** TASK DESCRIPTION **
Gather, from the data below, each line in which the word "never" occurs.

··· RECORDS FOR THE EXERCISE

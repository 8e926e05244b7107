//! Auxiliary dimensions (department, project, customer, supplier, employee).

use serde::{Deserialize, Serialize};
use zeltra_shared::types::DimensionValueId;

/// The five auxiliary dimension types a voucher entry line can carry.
#[derive(Debug, Clone, Copy, PartialEq, Eq, Hash, Serialize, Deserialize)]
#[serde(rename_all = "snake_case")]
pub enum DimensionType {
    /// Cost-center / department.
    Department,
    /// Project.
    Project,
    /// Customer (also the AR sub-ledger's counterparty dimension).
    Customer,
    /// Supplier (also the AP sub-ledger's counterparty dimension).
    Supplier,
    /// Employee.
    Employee,
}

impl DimensionType {
    /// All dimension types, in the fixed order the balance key (spec 3, 6)
    /// lists them: `dept, project, customer, supplier, employee`.
    pub const ALL: [Self; 5] = [
        Self::Department,
        Self::Project,
        Self::Customer,
        Self::Supplier,
        Self::Employee,
    ];
}

/// A value within a dimension's own code+name namespace.
#[derive(Debug, Clone, Serialize, Deserialize)]
pub struct Dimension {
    /// Unique identifier.
    pub id: DimensionValueId,
    /// Which dimension this value belongs to.
    pub dimension_type: DimensionType,
    /// Code within the dimension's namespace.
    pub code: String,
    /// Display name.
    pub name: String,
    /// Optional parent, for hierarchical dimensions (e.g. department tree).
    pub parent_id: Option<DimensionValueId>,
    /// Whether entries may currently reference this value.
    pub enabled: bool,
}

/// A fully-resolved set of dimension references for one voucher entry line
/// or one balance key. The absent reference is the sentinel
/// [`DimensionValueId::none`], never `None` itself, so the balance index
/// stays keyed uniformly by an 8-tuple (spec 3: "The absent reference is
/// represented by a sentinel value, not null").
#[derive(Debug, Clone, Copy, PartialEq, Eq, Hash, Serialize, Deserialize)]
pub struct DimensionKey {
    /// Department dimension value, or the sentinel.
    pub department: DimensionValueId,
    /// Project dimension value, or the sentinel.
    pub project: DimensionValueId,
    /// Customer dimension value, or the sentinel.
    pub customer: DimensionValueId,
    /// Supplier dimension value, or the sentinel.
    pub supplier: DimensionValueId,
    /// Employee dimension value, or the sentinel.
    pub employee: DimensionValueId,
}

impl DimensionKey {
    /// A key with no dimensions set — every field is the sentinel.
    #[must_use]
    pub fn none() -> Self {
        Self {
            department: DimensionValueId::none(),
            project: DimensionValueId::none(),
            customer: DimensionValueId::none(),
            supplier: DimensionValueId::none(),
            employee: DimensionValueId::none(),
        }
    }
}

impl Default for DimensionKey {
    fn default() -> Self {
        Self::none()
    }
}

#[cfg(test)]
mod tests {
    use super::*;

    #[test]
    fn none_key_uses_sentinel_not_absence() {
        let key = DimensionKey::none();
        assert_eq!(key.department, DimensionValueId::none());
        assert_eq!(key.department.into_inner(), uuid::Uuid::nil());
    }

    #[test]
    fn dimension_type_order_matches_balance_key() {
        assert_eq!(
            DimensionType::ALL,
            [
                DimensionType::Department,
                DimensionType::Project,
                DimensionType::Customer,
                DimensionType::Supplier,
                DimensionType::Employee,
            ]
        );
    }
}
//! Voucher numbering (spec 3: `voucher_no` format `V<YYYYMMDD><3-digit
//! seq>`, assigned at first confirmation, never reused).

use chrono::NaiveDate;

/// Formats a voucher number from a posting date and a per-day sequence
/// number.
///
/// `seq` is 1-based and is expected to come from a per-day monotonic
/// counter maintained by the repository layer (e.g. `select count(*) + 1
/// from vouchers where voucher_no like 'V20250115%' for update`, or a
/// dedicated sequence table) — this function only knows how to format an
/// already-allocated sequence number, so numbering stays gap-free and
/// collision-free under concurrent confirmation (spec 5: confirm takes a
/// row lock).
///
/// # Panics
///
/// Panics if `seq` is zero or exceeds 999 — a single calendar day cannot
/// produce a fourth digit under this format; callers should treat
/// exhaustion as an operational condition to alert on, not a silent
/// rollover.
#[must_use]
pub fn format_voucher_no(date: NaiveDate, seq: u32) -> String {
    assert!((1..=999).contains(&seq), "voucher sequence out of range: {seq}");
    format!("V{}{seq:03}", date.format("%Y%m%d"))
}

#[cfg(test)]
mod tests {
    use super::*;

    #[test]
    fn formats_expected_shape() {
        let date = NaiveDate::from_ymd_opt(2025, 1, 15).unwrap();
        assert_eq!(format_voucher_no(date, 1), "V20250115001");
        assert_eq!(format_voucher_no(date, 42), "V20250115042");
        assert_eq!(format_voucher_no(date, 999), "V20250115999");
    }

    #[test]
    #[should_panic(expected = "voucher sequence out of range")]
    fn rejects_zero_sequence() {
        let date = NaiveDate::from_ymd_opt(2025, 1, 15).unwrap();
        format_voucher_no(date, 0);
    }

    #[test]
    #[should_panic(expected = "voucher sequence out of range")]
    fn rejects_overflow_sequence() {
        let date = NaiveDate::from_ymd_opt(2025, 1, 15).unwrap();
        format_voucher_no(date, 1000);
    }
}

······

** SOLVED PROBLEM **
/// [`DimensionValueId::none`], never `None` itself, so the balance index
//! seq>`, assigned at first confirmation, never reused).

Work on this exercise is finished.